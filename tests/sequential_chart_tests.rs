use approx::assert_abs_diff_eq;
use deckchart::chart::Chart;
use deckchart::core::{ColorCondition, Record};
use deckchart::render::RenderFrame;

fn abc_chart() -> Chart {
    Chart::new(
        "abc",
        vec![
            Record::new("A", 10.0),
            Record::new("B", 20.0),
            Record::new("C", 30.0),
        ],
    )
    .with_box(100.0, 0.0, 0.0, 100.0)
}

#[test]
fn bar_maps_index_and_value_into_the_box() {
    let chart = abc_chart();
    let mut frame = RenderFrame::new();
    chart.bar(&mut frame, 2.0);

    let lines: Vec<_> = frame.lines().collect();
    assert_eq!(lines.len(), 3);
    let expected = [(0.0, 100.0 / 3.0), (50.0, 200.0 / 3.0), (100.0, 100.0)];
    for (line, (x, y)) in lines.iter().zip(expected) {
        assert_abs_diff_eq!(line.x1, x, epsilon = 1e-9);
        assert_abs_diff_eq!(line.x2, x, epsilon = 1e-9);
        assert_abs_diff_eq!(line.y1, 0.0, epsilon = 1e-9);
        assert_abs_diff_eq!(line.y2, y, epsilon = 1e-9);
        assert_eq!(line.stroke_width, 2.0);
        assert_eq!(line.color, "rgb(128,128,128)");
    }
}

#[test]
fn zero_basing_changes_the_lowest_bar() {
    let mut chart = abc_chart();
    let mut zero_based = RenderFrame::new();
    chart.bar(&mut zero_based, 1.0);

    chart.zero_based = false;
    let mut min_based = RenderFrame::new();
    chart.bar(&mut min_based, 1.0);

    let first_zero = zero_based.lines().next().expect("bar");
    let first_min = min_based.lines().next().expect("bar");
    assert_abs_diff_eq!(first_zero.y2, 100.0 / 3.0, epsilon = 1e-9);
    assert_abs_diff_eq!(first_min.y2, 0.0, epsilon = 1e-9);
}

#[test]
fn line_emits_one_segment_per_adjacent_pair() {
    let chart = abc_chart();
    let mut frame = RenderFrame::new();
    chart.line(&mut frame, 0.2);

    let segments: Vec<_> = frame.lines().collect();
    assert_eq!(segments.len(), 2);
    assert_abs_diff_eq!(segments[0].x2, segments[1].x1, epsilon = 1e-9);
    assert_abs_diff_eq!(segments[0].y2, segments[1].y1, epsilon = 1e-9);
}

#[test]
fn area_closes_against_the_baseline() {
    let chart = abc_chart().with_box(80.0, 20.0, 10.0, 90.0);
    let mut frame = RenderFrame::new();
    chart.area(&mut frame);

    let polygon = frame.polygons().next().expect("polygon");
    assert_eq!(polygon.xs.len(), 5);
    assert_eq!((polygon.xs[0], polygon.ys[0]), (10.0, 20.0));
    assert_eq!((polygon.xs[4], polygon.ys[4]), (90.0, 20.0));
    assert_abs_diff_eq!(polygon.ys[3], 80.0, epsilon = 1e-9);
}

#[test]
fn conditional_variants_recolor_inside_inclusive_window() {
    let chart = abc_chart();
    let condition = ColorCondition::new(20.0, 30.0, "red");

    let mut frame = RenderFrame::new();
    chart.conditional_bar(&mut frame, 1.0, &condition);
    let colors: Vec<&str> = frame.lines().map(|line| line.color.as_str()).collect();
    assert_eq!(colors, ["rgb(128,128,128)", "red", "red"]);

    let mut frame = RenderFrame::new();
    chart.conditional_scatter(&mut frame, 1.0, &condition);
    let colors: Vec<&str> = frame.circles().map(|dot| dot.color.as_str()).collect();
    assert_eq!(colors, ["rgb(128,128,128)", "red", "red"]);

    let mut frame = RenderFrame::new();
    chart.conditional_line(&mut frame, 1.0, &condition);
    let colors: Vec<&str> = frame.lines().map(|line| line.color.as_str()).collect();
    assert_eq!(colors, ["rgb(128,128,128)", "red"]);
}

#[test]
fn regression_line_spans_first_to_last_index() {
    let records = (0..5)
        .map(|i| Record::new(format!("r{i}"), 2.0 * i as f64 + 3.0))
        .collect();
    let chart = Chart::new("fit", records).with_box(100.0, 0.0, 0.0, 100.0);
    let (m, b) = chart.regression();
    assert_abs_diff_eq!(m, 2.0, epsilon = 1e-9);
    assert_abs_diff_eq!(b, 3.0, epsilon = 1e-9);

    let mut frame = RenderFrame::new();
    chart.regression_line(&mut frame, 0.2);
    let line = frame.lines().next().expect("regression");
    assert_eq!((line.x1, line.x2), (0.0, 100.0));
    assert_abs_diff_eq!(line.y1, chart.y_for_value(3.0), epsilon = 1e-9);
    assert_abs_diff_eq!(line.y2, 100.0, epsilon = 1e-9);
}

#[test]
fn vdot_draws_a_dotted_stem_and_a_cap() {
    let chart = Chart::new("v", vec![Record::new("a", 5.0), Record::new("b", 10.0)])
        .with_box(10.0, 0.0, 0.0, 100.0);
    let mut frame = RenderFrame::new();
    chart.vdot(&mut frame, 1.5).expect("vdot");

    // stems of 6 and 11 dots (both ends inclusive) plus one cap per record
    let circles: Vec<_> = frame.circles().collect();
    assert_eq!(circles.len(), 6 + 1 + 11 + 1);
    assert_eq!(circles[6].radius, 1.5);
    assert_eq!(circles[0].radius, 0.25);
}

#[test]
fn values_sit_above_each_point() {
    let chart = abc_chart();
    let mut frame = RenderFrame::new();
    chart.values(&mut frame, 2.0);

    let texts: Vec<_> = frame.texts().collect();
    assert_eq!(texts.len(), 3);
    assert_eq!(texts[2].text, "30.0");
    assert_abs_diff_eq!(texts[2].y, 102.0, epsilon = 1e-9);
    assert_eq!(texts[2].color, "rgb(128,0,0)");
}

#[test]
fn degenerate_domain_yields_non_finite_geometry_without_error() {
    let chart = Chart::new("flat", vec![Record::new("a", 0.0), Record::new("b", 0.0)]);
    let mut frame = RenderFrame::new();
    chart.bar(&mut frame, 1.0);
    assert_eq!(frame.len(), 2);
    assert!(frame.validate().is_err());
}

○ ○ ○ ○ ○ ○ ○

> _What the task requires_: Note each line of the entries that has "radius" in it, and copy those lines.

> _Answer box_:
    assert_eq!(circles[6].radius, 1.5);
    assert_eq!(circles[0].radius, 0.25);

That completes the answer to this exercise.